Before concluding, Judge Moore tried to explain what she thought was driving the majority’s viewpoint: the fact that the patentee has not claimed precisely how to tune a liner to dampen the multiple modes of vibration. She cited nearly a dozen examples from the record on this point, and then from those examples explained why they properly relate not to the claims but to the specification, and are “exactly and precisely” what is addressed by the enablement test of § 112. Her conclusion on this point was again direct. “To be clear, according to the majority, even if these claims are enabled, they are still ineligible because the claims themselves didn’t teach how. This is now the law of § 101. The hydra has grown another head.”

In the majority opinion, Judge Dyk countered Judge Moore’s § 112 perspective in some detail:

The dissent suggests that the failure of the claims to designate how to achieve the desired result is exclusively an issue of enablement. Dissent Op. at 2, 11–14. Both the Supreme Court cases and our cases addressing section 101 have held otherwise, as the earlier discussion demonstrates. Enablement is concerned with whether the “the specification of a patent… teach[es] those skilled in the art how to make and use the full scope of the claimed invention.” In re Wright, 999 F.2d 1557, 1561 (Fed. Cir. 1993). Section 101 is concerned with whether the claims at issue recite a natural law, not whether the specification has adequately described how to make and use the concretely claimed structures and steps. The Supreme Court in Mayo made clear that section 101 serves a different function than enablement. Mayo, 566 U.S. at 90 (“[T]o shift the patent-eligibility inquiry entirely to these later [statutory] sections risks creating significantly greater legal uncertainty, while assuming that those sections can do work that they are not equipped to do.”). Moreover, even if, as the dissent says, the specification gives one adequately concrete embodiment, which we need not decide, that is not enough: O’Reilly established long ago that an inadequately concrete claim is not saved from ineligibility by the presence of adequate concrete recitations in the specification or in other claims. 56 U.S. at 112–20 (holding eighth claim ineligible while upholding first seven claims).

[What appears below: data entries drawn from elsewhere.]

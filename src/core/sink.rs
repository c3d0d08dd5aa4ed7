//! Destinations for rendered lines.
//!
//! A sink accepts text through `write_str` and makes it visible on `commit`.
//! The stream variant writes to a terminal (or any `io::Write`); the title
//! variant fills a fixed-size buffer and hands it to a [`TitleSetter`].

use std::io::Write;

use super::alert::truncate_on_boundary;
use super::config::TITLE_CAPACITY;
use crate::error::{Result, StatusError};
use crate::platform::title::TitleSetter;

/// Appended to a title that did not fit in the buffer.
pub const TRUNCATION_MARKER: &str = ">";

/// Something a line can be rendered into
pub trait Sink {
    /// Append text to the line in progress. Returns the bytes accepted.
    fn write_str(&mut self, text: &str) -> Result<usize>;

    /// Make the line in progress visible and start a new one.
    fn commit(&mut self) -> Result<()>;

    /// Release the sink at shutdown.
    fn close(&mut self) -> Result<()> {
        Ok(())
    }
}

/// Writes lines to a live output stream, one per commit
pub struct StreamSink<W: Write> {
    out: W,
}

impl<W: Write> StreamSink<W> {
    pub fn new(out: W) -> Self {
        Self { out }
    }

    pub fn get_ref(&self) -> &W {
        &self.out
    }

    pub fn into_inner(self) -> W {
        self.out
    }
}

impl<W: Write> Sink for StreamSink<W> {
    fn write_str(&mut self, text: &str) -> Result<usize> {
        self.out.write_all(text.as_bytes())?;
        Ok(text.len())
    }

    fn commit(&mut self) -> Result<()> {
        self.out.write_all(b"\n")?;
        self.out.flush()?;
        Ok(())
    }
}

/// What a title sink does when a line outgrows its buffer
#[derive(Debug, Clone, Copy, PartialEq, Eq, Default)]
pub enum OverflowPolicy {
    /// Keep what fits and end the title with [`TRUNCATION_MARKER`].
    #[default]
    Truncate,
    /// Report [`StatusError::Overflow`].
    Fail,
}

/// Buffers a line in fixed-capacity memory and pushes it to a window title
pub struct TitleSink<T: TitleSetter> {
    setter: T,
    buf: String,
    capacity: usize,
    policy: OverflowPolicy,
    truncated: bool,
}

impl<T: TitleSetter> TitleSink<T> {
    pub fn new(setter: T) -> Self {
        Self::with_capacity(setter, TITLE_CAPACITY)
    }

    /// `capacity` counts the terminator the window system expects, so one
    /// byte less is available for text.
    pub fn with_capacity(setter: T, capacity: usize) -> Self {
        Self {
            setter,
            buf: String::with_capacity(capacity),
            capacity,
            policy: OverflowPolicy::default(),
            truncated: false,
        }
    }

    pub fn overflow_policy(mut self, policy: OverflowPolicy) -> Self {
        self.policy = policy;
        self
    }

    pub fn setter(&self) -> &T {
        &self.setter
    }

    fn limit(&self) -> usize {
        self.capacity.saturating_sub(1)
    }
}

impl<T: TitleSetter> Sink for TitleSink<T> {
    fn write_str(&mut self, text: &str) -> Result<usize> {
        if self.truncated {
            return Ok(0);
        }
        let limit = self.limit();
        if self.buf.len() + text.len() <= limit {
            self.buf.push_str(text);
            return Ok(text.len());
        }
        if self.policy == OverflowPolicy::Fail {
            return Err(StatusError::Overflow {
                capacity: self.capacity,
            });
        }

        let before = self.buf.len();
        self.buf.push_str(text);
        truncate_on_boundary(&mut self.buf, limit.saturating_sub(TRUNCATION_MARKER.len()));
        self.truncated = true;
        log::debug!("title truncated at {} bytes", self.buf.len());
        Ok(self.buf.len().saturating_sub(before))
    }

    fn commit(&mut self) -> Result<()> {
        if self.truncated {
            self.buf.push_str(TRUNCATION_MARKER);
        }
        let result = self.setter.set_title(&self.buf);
        self.buf.clear();
        self.truncated = false;
        result
    }

    fn close(&mut self) -> Result<()> {
        self.buf.clear();
        self.truncated = false;
        self.setter.set_title("")?;
        self.setter.close()
    }
}
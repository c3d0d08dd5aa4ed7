//! ALSA master volume, scraped from `amixer sget Master`.

use std::process::{Command, Stdio};

use once_cell::sync::Lazy;
use regex::Regex;

use super::Block;
use crate::core::alert::AlertChannel;

static PERCENT: Lazy<Regex> = Lazy::new(|| Regex::new(r"\[(\d+)%\]").expect("valid percent regex"));
static SWITCH: Lazy<Regex> = Lazy::new(|| Regex::new(r"\[(on|off)\]").expect("valid switch regex"));

pub struct Volume;

/// Volume state of the master channel
#[derive(Debug, Clone, Copy, PartialEq, Eq)]
pub enum Level {
    Percent(u32),
    Muted,
}

/// Read the level from `amixer` output, using the front-left (or mono) channel
pub fn parse_amixer(output: &str) -> Option<Level> {
    output
        .lines()
        .map(str::trim_start)
        .filter(|l| l.starts_with("Front Left:") || l.starts_with("Mono:"))
        .find_map(parse_channel)
}

fn parse_channel(line: &str) -> Option<Level> {
    let percent = PERCENT.captures(line)?[1].parse().ok()?;
    match &SWITCH.captures(line)?[1] {
        "on" => Some(Level::Percent(percent)),
        _ => Some(Level::Muted),
    }
}

impl Block for Volume {
    fn name(&self) -> &'static str {
        "volume"
    }

    fn run(&self, out: &mut String, _alerts: &mut AlertChannel) {
        let Ok(output) = Command::new("amixer")
            .args(["sget", "Master"])
            .stdin(Stdio::null())
            .stderr(Stdio::null())
            .output()
        else {
            return;
        };
        if !output.status.success() {
            return;
        }
        match parse_amixer(&String::from_utf8_lossy(&output.stdout)) {
            Some(Level::Percent(pct)) => out.push_str(&format!("vol {}%", pct)),
            Some(Level::Muted) => out.push_str("vol muted"),
            None => {}
        }
    }
}
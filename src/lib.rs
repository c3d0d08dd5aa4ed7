// astatus library - public API

// Re-export error types
pub mod error;
pub use error::{Result, StatusError};

// Module declarations
pub mod blocks;
pub mod core;
pub mod platform;

// Re-export commonly used types
pub use crate::core::{AlertChannel, LineRenderer, LoopControl, Options, OutputMode, RefreshLoop};

/// Initialize logging on stderr, `warn` unless `RUST_LOG` says otherwise
pub fn init_logging() {
    env_logger::Builder::from_env(env_logger::Env::default().default_filter_or("warn")).init();
}
// Refresh loop state machine: sleeping, flashing, one-shot and shutdown

use astatus::blocks::Block;
use astatus::core::config::{Timing, URGENT_FLASHES};
use astatus::core::refresh::{alert_frame, blank_frame};
use astatus::core::{LineRenderer, LoopControl, RefreshLoop, StreamSink, TitleSink};
use astatus::StatusError;

use super::support::{Alerting, Fixed, RecordingTitle, ScriptedSleeper, Wait};

fn title_loop(
    blocks: Vec<Box<dyn Block>>,
    stop_after: usize,
) -> (
    RefreshLoop<TitleSink<RecordingTitle>, ScriptedSleeper>,
    ScriptedSleeper,
) {
    let control = LoopControl::new();
    let sleeper = ScriptedSleeper::new(&control, stop_after);
    let refresh = RefreshLoop::new(
        LineRenderer::new(blocks).separator(" | "),
        TitleSink::new(RecordingTitle::default()),
        sleeper.clone(),
        control,
    );
    (refresh, sleeper)
}

#[test]
fn test_normal_cycles_sleep_for_interval() {
    let blocks: Vec<Box<dyn Block>> = vec![Box::new(Fixed("mem 40%")), Box::new(Fixed("load 0.20"))];
    let (mut refresh, sleeper) = title_loop(blocks, 3);
    refresh.run().unwrap();

    let timing = Timing::default();
    assert_eq!(refresh.cycles(), 3);
    assert_eq!(sleeper.recorded(), vec![Wait::Sleep(timing.interval); 3]);

    let title = refresh.sink().setter();
    assert_eq!(
        title.titles,
        vec!["mem 40% | load 0.20", "mem 40% | load 0.20", "mem 40% | load 0.20", ""]
    );
    assert!(title.closed);
}

#[test]
fn test_alert_holds_then_flashes_then_clears() {
    let blocks: Vec<Box<dyn Block>> = vec![
        Box::new(Fixed("x 1")),
        Box::new(Fixed("")),
        Box::new(Alerting::new("y 2", "battery 9", 1)),
    ];
    let (mut refresh, sleeper) = title_loop(blocks, 1);
    refresh.run().unwrap();

    let timing = Timing::default();
    let mut expected_waits = vec![Wait::Hold(timing.hold)];
    for _ in 0..URGENT_FLASHES {
        expected_waits.push(Wait::Hold(timing.flash_on));
        expected_waits.push(Wait::Hold(timing.flash_off));
    }
    expected_waits.push(Wait::Sleep(timing.interval));
    assert_eq!(sleeper.recorded(), expected_waits);

    let mut expected_titles = vec!["x 1 | y 2".to_string()];
    for _ in 0..URGENT_FLASHES {
        expected_titles.push(alert_frame("battery 9"));
        expected_titles.push(blank_frame("battery 9"));
    }
    expected_titles.push("x 1 | y 2".to_string());
    expected_titles.push(String::new());
    assert_eq!(refresh.sink().setter().titles, expected_titles);

    assert_eq!(refresh.cycles(), 2);
    assert!(!refresh.alerts().is_pending());
}

#[test]
fn test_flash_frames_keep_message_width() {
    let blocks: Vec<Box<dyn Block>> = vec![Box::new(Alerting::new("mem 97%", "memory at 97%", 1))];
    let (mut refresh, _sleeper) = title_loop(blocks, 1);
    refresh.run().unwrap();

    let titles = &refresh.sink().setter().titles;
    let on = &titles[1];
    let off = &titles[2];
    assert!(on.contains("memory at 97%"));
    assert_eq!(on.len(), off.len());
    assert!(!off.contains("memory"));
}

#[test]
fn test_persistent_alert_flashes_every_cycle() {
    let blocks: Vec<Box<dyn Block>> = vec![Box::new(Alerting::new("mem 99%", "memory at 99%", 2))];
    let (mut refresh, sleeper) = title_loop(blocks, 1);
    refresh.run().unwrap();

    let holds = sleeper
        .recorded()
        .iter()
        .filter(|w| **w == Wait::Hold(Timing::default().hold))
        .count();
    assert_eq!(holds, 2);
    assert_eq!(refresh.cycles(), 3);
}

#[test]
fn test_once_renders_exactly_one_line() {
    let control = LoopControl::new();
    control.request_stop();
    let sleeper = ScriptedSleeper::new(&control, usize::MAX);
    let blocks: Vec<Box<dyn Block>> = vec![Box::new(Fixed("a")), Box::new(Fixed("b"))];
    let mut refresh = RefreshLoop::new(
        LineRenderer::new(blocks),
        StreamSink::new(Vec::new()),
        sleeper.clone(),
        control,
    );
    refresh.run().unwrap();

    assert_eq!(refresh.cycles(), 1);
    assert!(sleeper.recorded().is_empty());
    assert_eq!(refresh.sink().get_ref().as_slice(), b"a   b\n");
}

fn expected_alert_waits() -> Vec<Wait> {
    let timing = Timing::default();
    let mut waits = vec![Wait::Hold(timing.hold)];
    for _ in 0..URGENT_FLASHES {
        waits.push(Wait::Hold(timing.flash_on));
        waits.push(Wait::Hold(timing.flash_off));
    }
    waits
}

fn expected_alert_output(line: &str, message: &str) -> String {
    let mut output = format!("{}\n", line);
    for _ in 0..URGENT_FLASHES {
        output.push_str(&format!("{}\n{}\n", alert_frame(message), blank_frame(message)));
    }
    output
}

#[test]
fn test_once_still_flashes_pending_alert() {
    let control = LoopControl::new();
    control.request_stop();
    let sleeper = ScriptedSleeper::new(&control, usize::MAX);
    let blocks: Vec<Box<dyn Block>> = vec![Box::new(Alerting::new("BAT0 -3%", "battery BAT0 at 3%", 1))];
    let mut refresh = RefreshLoop::new(
        LineRenderer::new(blocks),
        StreamSink::new(Vec::new()),
        sleeper.clone(),
        control,
    );
    refresh.run().unwrap();

    assert_eq!(refresh.cycles(), 1);
    assert_eq!(sleeper.recorded(), expected_alert_waits());
    let output = String::from_utf8(refresh.sink().get_ref().clone()).unwrap();
    assert_eq!(output, expected_alert_output("BAT0 -3%", "battery BAT0 at 3%"));
    assert!(!refresh.alerts().is_pending());
}

#[test]
fn test_stop_during_render_finishes_alert_first() {
    let control = LoopControl::new();
    let sleeper = ScriptedSleeper::new(&control, usize::MAX);
    let blocks: Vec<Box<dyn Block>> = vec![Box::new(
        Alerting::new("BAT0 -3%", "battery BAT0 at 3%", 1).stopping(&control),
    )];
    let mut refresh = RefreshLoop::new(
        LineRenderer::new(blocks),
        StreamSink::new(Vec::new()),
        sleeper.clone(),
        control,
    );
    refresh.run().unwrap();

    assert_eq!(refresh.cycles(), 1);
    assert_eq!(sleeper.recorded(), expected_alert_waits());
    let output = String::from_utf8(refresh.sink().get_ref().clone()).unwrap();
    assert_eq!(output, expected_alert_output("BAT0 -3%", "battery BAT0 at 3%"));
    assert!(!refresh.alerts().is_pending());
}

#[test]
fn test_wake_triggers_immediate_render() {
    let control = LoopControl::new();
    let sleeper = ScriptedSleeper::new(&control, 3).woken_early();
    let blocks: Vec<Box<dyn Block>> = vec![Box::new(Fixed("t"))];
    let mut refresh = RefreshLoop::new(
        LineRenderer::new(blocks),
        StreamSink::new(Vec::new()),
        sleeper,
        control,
    );
    refresh.run().unwrap();

    assert_eq!(refresh.cycles(), 3);
    assert_eq!(refresh.sink().get_ref().as_slice(), b"t\nt\nt\n");
}

#[test]
fn test_all_empty_blocks_commit_empty_lines() {
    let control = LoopControl::new();
    control.request_stop();
    let blocks: Vec<Box<dyn Block>> = vec![Box::new(Fixed("")), Box::new(Fixed(""))];
    let mut refresh = RefreshLoop::new(
        LineRenderer::new(blocks).padding(' '),
        StreamSink::new(Vec::new()),
        ScriptedSleeper::new(&control, usize::MAX),
        control,
    );
    refresh.run().unwrap();
    assert_eq!(refresh.sink().get_ref().as_slice(), b"\n");
}

#[test]
fn test_title_failure_is_fatal() {
    let control = LoopControl::new();
    let title = RecordingTitle {
        fail_on: Some(1),
        ..Default::default()
    };
    let blocks: Vec<Box<dyn Block>> = vec![Box::new(Fixed("x"))];
    let mut refresh = RefreshLoop::new(
        LineRenderer::new(blocks),
        TitleSink::new(title),
        ScriptedSleeper::new(&control, usize::MAX),
        control,
    );

    let err = refresh.run().unwrap_err();
    assert!(matches!(err, StatusError::Title { op: "XStoreName", .. }));
    assert_eq!(refresh.cycles(), 1);
}
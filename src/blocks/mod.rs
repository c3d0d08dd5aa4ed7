//! Status blocks.
//!
//! A block inspects one aspect of the host and appends a short fragment to
//! the line. A block that cannot read its data source appends nothing; it
//! never reports an error and never logs. The next cycle tries again.

mod battery;
mod datetime;
mod disks;
mod load;
mod memory;
mod volume;
mod wifi;

pub use battery::Batteries;
pub use datetime::DateTime;
pub use disks::Disks;
pub use load::Load;
pub use memory::Memory;
pub use volume::Volume;
pub use wifi::Wifi;

use std::fs;
use std::path::Path;

use crate::core::alert::AlertChannel;

/// One producer of line fragments
pub trait Block {
    fn name(&self) -> &'static str;

    /// Append this cycle's fragment to `out`, or leave it untouched.
    /// May post an urgent message to `alerts`.
    fn run(&self, out: &mut String, alerts: &mut AlertChannel);
}

/// The blocks shown by default, in display order
pub fn default_blocks() -> Vec<Box<dyn Block>> {
    vec![
        Box::new(Wifi::default()),
        Box::new(Disks),
        Box::new(Memory::default()),
        Box::new(Load),
        Box::new(Volume),
        Box::new(Batteries::default()),
        Box::new(DateTime),
    ]
}

/// First whitespace-separated word of a small pseudo-file
fn read_word(path: &Path) -> Option<String> {
    let text = fs::read_to_string(path).ok()?;
    text.split_whitespace().next().map(str::to_string)
}

/// Entry names of a directory, sorted
fn sorted_entries(dir: &Path) -> Option<Vec<String>> {
    let mut names: Vec<String> = fs::read_dir(dir)
        .ok()?
        .flatten()
        .map(|entry| entry.file_name().to_string_lossy().into_owned())
        .collect();
    names.sort();
    Some(names)
}
use sysinfo::{MemoryRefreshKind, RefreshKind, System};

use super::Block;
use crate::core::alert::AlertChannel;

/// Memory in use as a share of total, counting reclaimable memory as free
pub struct Memory {
    alert_percent: u64,
}

impl Memory {
    pub fn with_alert_percent(alert_percent: u64) -> Self {
        Self { alert_percent }
    }

    /// Alert text when `pct` reaches the threshold
    pub fn alert_for(&self, pct: u64) -> Option<String> {
        (pct >= self.alert_percent).then(|| format!("memory at {}%", pct))
    }
}

impl Default for Memory {
    fn default() -> Self {
        Self::with_alert_percent(90)
    }
}

/// `100 * (total - available) / total`, or `None` when total is unknown
pub fn usage_percent(total: u64, available: u64) -> Option<u64> {
    if total == 0 {
        return None;
    }
    Some(100 * total.saturating_sub(available) / total)
}

impl Block for Memory {
    fn name(&self) -> &'static str {
        "memory"
    }

    fn run(&self, out: &mut String, alerts: &mut AlertChannel) {
        let refresh = RefreshKind::nothing().with_memory(MemoryRefreshKind::nothing().with_ram());
        let sys = System::new_with_specifics(refresh);

        let Some(pct) = usage_percent(sys.total_memory(), sys.available_memory()) else {
            return;
        };
        out.push_str(&format!("mem {}%", pct));
        if let Some(message) = self.alert_for(pct) {
            alerts.set(message);
        }
    }
}
//! The refresh loop.
//!
//! Each cycle renders a line and commits it, then either sleeps for the normal
//! interval or, when a block raised an alert, holds the line briefly and
//! flashes the alert before clearing it:
//!
//! ```text
//! RENDER -> DECIDE -> SLEEP_NORMAL -> RENDER
//! RENDER -> DECIDE -> HOLD -> FLASH -> CLEAR_ALERT -> RENDER
//! ```
//!
//! The termination flag is checked once per cycle, after its work is done. A
//! stop request skips the normal sleep but never an alert raised by the last
//! RENDER: that alert is still held, flashed and cleared before the sink is
//! closed, which blanks a window title.

use super::alert::AlertChannel;
use super::config::{Timing, URGENT_PREFIX, URGENT_SUFFIX};
use super::control::{LoopControl, Sleeper};
use super::render::LineRenderer;
use super::sink::Sink;
use crate::error::Result;

pub struct RefreshLoop<S: Sink, P: Sleeper> {
    renderer: LineRenderer,
    sink: S,
    sleeper: P,
    control: LoopControl,
    alerts: AlertChannel,
    timing: Timing,
    cycles: usize,
}

impl<S: Sink, P: Sleeper> RefreshLoop<S, P> {
    pub fn new(renderer: LineRenderer, sink: S, sleeper: P, control: LoopControl) -> Self {
        Self {
            renderer,
            sink,
            sleeper,
            control,
            alerts: AlertChannel::new(),
            timing: Timing::default(),
            cycles: 0,
        }
    }

    pub fn timing(mut self, timing: Timing) -> Self {
        self.timing = timing;
        self
    }

    pub fn sink(&self) -> &S {
        &self.sink
    }

    pub fn alerts(&self) -> &AlertChannel {
        &self.alerts
    }

    /// Number of RENDER phases executed so far
    pub fn cycles(&self) -> usize {
        self.cycles
    }

    /// Run until the termination flag is observed, then release the sink.
    pub fn run(&mut self) -> Result<()> {
        log::debug!("refresh loop started with blocks {:?}", self.renderer.block_names());
        loop {
            self.render()?;
            match self.alerts.peek().map(str::to_string) {
                Some(message) => self.present_alert(&message)?,
                None if !self.control.should_stop() => {
                    let reason = self.sleeper.sleep(self.timing.interval);
                    log::trace!("sleep ended: {:?}", reason);
                }
                None => {}
            }
            if self.control.should_stop() {
                break;
            }
        }
        log::debug!("refresh loop stopped after {} cycles", self.cycles);
        self.sink.close()
    }

    fn render(&mut self) -> Result<()> {
        let written = self.renderer.render(&mut self.sink, &mut self.alerts)?;
        self.sink.commit()?;
        self.cycles += 1;
        log::trace!("cycle {}: {} bytes", self.cycles, written);
        Ok(())
    }

    fn present_alert(&mut self, message: &str) -> Result<()> {
        self.sleeper.hold(self.timing.hold);
        self.flash(message)?;
        // Anything posted during the flash is dropped along with the flashed message.
        self.alerts.take_and_clear();
        Ok(())
    }

    fn flash(&mut self, message: &str) -> Result<()> {
        let visible = alert_frame(message);
        let hidden = blank_frame(message);
        for _ in 0..self.timing.flashes {
            self.show(&visible)?;
            self.sleeper.hold(self.timing.flash_on);
            self.show(&hidden)?;
            self.sleeper.hold(self.timing.flash_off);
        }
        Ok(())
    }

    fn show(&mut self, frame: &str) -> Result<()> {
        self.sink.write_str(frame)?;
        self.sink.commit()
    }
}

/// `<prefix> <message> <suffix>`
pub fn alert_frame(message: &str) -> String {
    format!("{} {} {}", URGENT_PREFIX, message, URGENT_SUFFIX)
}

/// The alert frame with the message blanked out, same width
pub fn blank_frame(message: &str) -> String {
    let blanks = " ".repeat(message.chars().count());
    format!("{} {} {}", URGENT_PREFIX, blanks, URGENT_SUFFIX)
}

Returning to the dissent, Judge Moore tied all her points together in a final paragraph, concluding, “The majority’s validity goulash is troubling and inconsistent with the patent statute and precedent. The majority worries about result-oriented claiming; I am worried about result-oriented judicial action. I dissent.”

Congressional & Patent Community Response

Unsurprisingly, the sharply different views between the majority and dissent in American Axle quickly generated commentary. The day after the decision, Representative Doug Collins of Georgia issued a press release with this statement regarding the decision:

Our patent eligibility test is clearly flawed, and the court’s decision yesterday regarding American Axle & Manufacturing, Inc. showcases the inadequacies of this test. It’s unthinkable the courts found this invention, a manufacturing process for making a key automotive part, as patent ineligible. The courts have misstated the law several times, which deprives many innovative products of adequate protection. Congress must establish a new eligibility test to encourage investment in developing new U.S. technologies and ensure American inventors aren’t at a global disadvantage. I’ve been working on reforming this test with my colleagues in both the House and the Senate, and I look forward to continuing this important work.

Representative Collins was one of the legislators who worked earlier this year on amending § 101 as we reported previously. In view of the very diverse testimony on the proposed amendments, which we also summarized, it is perhaps not surprising that a revised draft has not yet been circulated. Hopefully, the two very distinct perspectives provided by the majority and dissent in American Axle will help the development of further perspectives on what, if anything, is to be done next.

DISCLAIMER: Because of the generality of this update, the information provided herein may not be applicable in all situations and should not be acted upon without specific legal advice based on particular situations.